I’ve not posted for a couple of weeks so, to catch-up: we have been on a road-trip in France and Teddy came, too. It was our first all-together holiday. The children were excited to have their ‘brother in fluff’ (their words) come along. I was not feeling so laid-back: What if Teddy pooped in the car? What if Teddy broiled in the car? What if Teddy suddenly hated the car? What if he got car-sick? And so on… But the only hairy moment during our travels had nothing to do with the journey. It came towards the end of the wedding that we had driven eight-hundred-odd miles to attend. It was a fairly relaxed, family affair in a tiny and intricately painted chapel somewhere outside of Toulouse. We arrived in town that afternoon and were loathe to leave the dog somewhere unfamiliar. It was warm, so there would be no stowing him in the car. Teddy had been welcome everywhere on our journey down through France (I love that the French even have a term for the go-everywhere dog: chien de poche), so my husband came over all French. He tucked our tufty Miniature Schnauzer under his arm, found a pew, and set Teddy down confidently on the cool flagstone floor.
The dog coped well with the silences, the singing, and the various getting ups and sitting downs (as did our children – amazing what bringing a furry friend can do). All ran smoothly until the trumpet started up. Teddy’s ears pricked and he issued a low warning bark. Fiercely efficient, my husband whisked Teddy outside, tout de suite. Face saved.
What advice would I give to those travelling in France with a dog for the first time? Well, once you’re there it’s a cinch. But you can’t organise your first trip at the last minute. There’s the pet passport and the rabies jab (21 days prior to travel) to be sorted out. Our vet also advised us to find a local vet in advance to administer and register the essential worming tablet (it has to be given sometime between 24-120 hours before you re-enter the UK). I made a check-list of the other bits and pieces that I’d read up on.
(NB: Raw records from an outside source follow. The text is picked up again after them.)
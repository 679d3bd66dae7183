mod fixtures;
pub mod tracing;

pub use fixtures::{Workspace, fixture_path, read_dump};
pub use tracing::{CapturedEvent, capture_events};
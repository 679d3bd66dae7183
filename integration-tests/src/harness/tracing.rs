use std::sync::{Arc, Mutex};

use tracing::field::{Field, Visit};
use tracing::{Event, Level, Subscriber};
use tracing_subscriber::layer::SubscriberExt;
use tracing_subscriber::{Layer, layer::Context};

#[derive(Debug, Clone)]
pub struct CapturedEvent {
    pub level: Level,
    pub message: String,
    pub fields: Vec<(String, String)>,
}

impl CapturedEvent {
    pub fn field(&self, name: &str) -> Option<&str> {
        self.fields
            .iter()
            .find(|(k, _)| k == name)
            .map(|(_, v)| v.as_str())
    }
}

#[derive(Clone)]
struct TestEventLayer {
    events: Arc<Mutex<Vec<CapturedEvent>>>,
}

/// Runs `f` with a thread-local subscriber and returns every event it emitted.
pub fn capture_events<R>(f: impl FnOnce() -> R) -> (R, Vec<CapturedEvent>) {
    let events = Arc::new(Mutex::new(Vec::new()));
    let layer = TestEventLayer {
        events: events.clone(),
    };
    let subscriber = tracing_subscriber::registry().with(layer);

    let result = tracing::subscriber::with_default(subscriber, f);

    let captured = events.lock().unwrap().clone();
    (result, captured)
}

impl<S> Layer<S> for TestEventLayer
where
    S: Subscriber,
{
    fn on_event(&self, event: &Event<'_>, _ctx: Context<'_, S>) {
        let mut visitor = FieldVisitor::default();
        event.record(&mut visitor);

        self.events.lock().unwrap().push(CapturedEvent {
            level: *event.metadata().level(),
            message: visitor.message,
            fields: visitor.fields,
        });
    }
}

#[derive(Default)]
struct FieldVisitor {
    message: String,
    fields: Vec<(String, String)>,
}

impl FieldVisitor {
    fn push(&mut self, field: &Field, value: String) {
        if field.name() == "message" {
            self.message = value;
        } else {
            self.fields.push((field.name().to_string(), value));
        }
    }
}

impl Visit for FieldVisitor {
    fn record_str(&mut self, field: &Field, value: &str) {
        self.push(field, value.to_string());
    }

    fn record_u64(&mut self, field: &Field, value: u64) {
        self.push(field, value.to_string());
    }

    fn record_i64(&mut self, field: &Field, value: i64) {
        self.push(field, value.to_string());
    }

    fn record_debug(&mut self, field: &Field, value: &dyn std::fmt::Debug) {
        self.push(field, format!("{value:?}"));
    }
}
For my own future reference, and just in case it’s of use to anyone else, it read something like this:

List of vets en route (we downloaded a list from Pet Planet).
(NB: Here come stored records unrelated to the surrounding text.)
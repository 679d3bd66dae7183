use crate::conf::error::ConfigError;
use crate::parse::{LineLimit, TimestampMode};
use crate::session::SESSION_BREAK_SECS;
use serde::Serialize;
use std::path::PathBuf;

/// Resolved settings for one analysis run.
#[derive(Debug, Clone, PartialEq, Serialize)]
pub struct AnalysisConfig {
    pub log_path: PathBuf,
    pub limit: LineLimit,
    pub dump_dir: PathBuf,
    pub session_break: f64,
    pub timestamp_mode: TimestampMode,
}

impl Default for AnalysisConfig {
    fn default() -> Self {
        Self {
            log_path: PathBuf::from("./access.log"),
            limit: LineLimit::default(),
            dump_dir: PathBuf::from("dumps"),
            session_break: SESSION_BREAK_SECS,
            timestamp_mode: TimestampMode::default(),
        }
    }
}

impl AnalysisConfig {
    pub fn validate(&self) -> Result<(), ConfigError> {
        if self.log_path.as_os_str().is_empty() {
            return Err(ConfigError::EmptyLogPath);
        }

        if !self.session_break.is_finite() || self.session_break <= 0.0 {
            return Err(ConfigError::InvalidSessionBreak {
                value: self.session_break,
            });
        }

        Ok(())
    }
}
Crate with water bowl attached, and bedding.
Travel water bottle with attached trough plus collapsible water bowl.
Ted’s own blanket and favourite toys (just like our children).
Dog food: the regular stuff plus vet-advised canned food incase of stomach upsets.
A cool-pad for Teddy to sit on (he ignored it entirely, but it wasn’t hot when we were on the road).
Dog tag marked with mobile telephone numbers plus international dialing codes.
Tiny screw-top barrel-style dog tag, so that we could update details as we changed locations.
Region-specific tick collar.
Fox shampoo because you don’t want to do an eight-hour stretch in the car with anything less than a decent smelling dog.
Tie-out stake (one of our stop-offs was surrounded by farmland).
Dog brush to prise out the burrs that seem to be Teddy’s favourite accessory.
Supply of squeaky balls.

There were plenty of other things that went in Teddy’s luggage – our two boys kept adding toys for him (them) to run around after. But what made everything easy was the essential dog-friendliness of the French. More on that next week.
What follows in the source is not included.